Celta, lo celta y céltico se olvidaron. Dejaron de emplearse hasta que, en el Renacimiento, aquellos viejos escritos en latín y griego volvieron a suscitar interés. Fue así, entre lecturas de la Eneida o reflexiones sobre los tratados de Cicerón cuando, a finales del siglo XVII y principios del XVIII, la palabreja fue rescatada y desempolvada.
Fue entonces cuando se empleó por primera vez para adjetivar las peculiares costumbres, tradiciones, historia y lenguas de las modernas Irlanda, Escocia, y Cornualles (conjunto que más tarde se ampliaría hasta englobar las hoy consideradas seis naciones celtas).
UNA LENGUA COMÚN
Algunos estudiosos cayeron en la cuenta de que en aquellos lugares donde los textos clásicos situaban a singulares tribus de bárbaras costumbres tenían idiomas alejados del inglés, el francés o el español, lenguas que, además, compartían notables similitudes.
Aquellas lenguas peculiares brindaron la primera pista y enseguida despertó un interés por rescatar y poner en valor un pasado desapercibido hasta entonces.
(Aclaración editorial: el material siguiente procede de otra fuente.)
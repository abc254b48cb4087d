//! Derives `Display`/`FromStr` for "stringoid" enums: single-field tuple
//! variants whose wire representation is `<discriminant>:<field>`, where
//! `<field>` contributes its own `Display`/`FromStr`.
//!
//! ```ignore
//! #[derive(catverters_derive::Stringoid)]
//! enum Mount {
//!     #[discriminant = "ro"]
//!     ReadOnly(String),
//! }
//! ```
//! produces a `Display` impl writing `"ro:{0}"` and a `FromStr` impl that
//! recognizes the `"ro:"` prefix and parses the remainder.

use proc_macro::TokenStream;
use quote::quote;
use syn::{parse_macro_input, Data, DeriveInput, Fields, Lit, Meta};

#[proc_macro_derive(Stringoid, attributes(discriminant))]
pub fn derive_stringoid(input: TokenStream) -> TokenStream {
	let input = parse_macro_input!(input as DeriveInput);
	let name = input.ident;

	let Data::Enum(data) = input.data else {
		return syn::Error::new_spanned(name, "Stringoid can only be derived for enums")
			.to_compile_error()
			.into();
	};

	let mut display_arms = Vec::new();
	let mut parse_arms = Vec::new();

	for variant in data.variants {
		let variant_ident = variant.ident.clone();
		let discriminant = match find_discriminant(&variant.attrs) {
			Some(d) => d,
			None => {
				return syn::Error::new_spanned(
					&variant_ident,
					"variant is missing #[discriminant = \"...\"]",
				)
				.to_compile_error()
				.into();
			}
		};
		let Fields::Unnamed(fields) = &variant.fields else {
			return syn::Error::new_spanned(
				&variant_ident,
				"Stringoid variants must be single-field tuple variants",
			)
			.to_compile_error()
			.into();
		};
		if fields.unnamed.len() != 1 {
			return syn::Error::new_spanned(
				&variant_ident,
				"Stringoid variants must have exactly one field",
			)
			.to_compile_error()
			.into();
		}

		let prefix = format!("{discriminant}:");
		display_arms.push(quote! {
			#name::#variant_ident(inner) => write!(f, "{}{}", #prefix, inner),
		});
		parse_arms.push(quote! {
			if let Some(rest) = s.strip_prefix(#prefix) {
				return rest
					.parse()
					.map(#name::#variant_ident)
					.map_err(|_| ::catverters::StringoidParseError {
						type_name: stringify!(#name),
						input: s.to_string(),
					});
			}
		});
	}

	let type_name_str = name.to_string();
	let expanded = quote! {
		impl ::std::fmt::Display for #name {
			fn fmt(&self, f: &mut ::std::fmt::Formatter<'_>) -> ::std::fmt::Result {
				match self {
					#(#display_arms)*
				}
			}
		}

		impl ::std::str::FromStr for #name {
			type Err = ::catverters::StringoidParseError;

			fn from_str(s: &str) -> ::std::result::Result<Self, Self::Err> {
				#(#parse_arms)*
				Err(::catverters::StringoidParseError {
					type_name: #type_name_str,
					input: s.to_string(),
				})
			}
		}
	};

	expanded.into()
}

fn find_discriminant(attrs: &[syn::Attribute]) -> Option<String> {
	for attr in attrs {
		if !attr.path().is_ident("discriminant") {
			continue;
		}
		let Meta::NameValue(nv) = &attr.meta else {
			continue;
		};
		if let syn::Expr::Lit(expr_lit) = &nv.value {
			if let Lit::Str(lit_str) = &expr_lit.lit {
				return Some(lit_str.value());
			}
		}
	}
	None
}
Y se analizaron exhaustivamente las diferencias lingüísticas, lo que acabó consolidándose como una dicotomía: las lenguas britónicas o Céltico P en Bretaña, Cornualles y Gales, y las lenguas goidélicas o Céltico Q en la Isla de Man, Irlanda y Escocia. Todas las variantes parecían tener la misma raíz, y esta podía asumirse con orígenes en la Edad del Hierro.
Además, se trajo a la atención de los académicos las peculiaridades aún vivas de dichas poblaciones. Tenían y tienen usos, costumbres y acervos culturales distintivos, diferenciadores.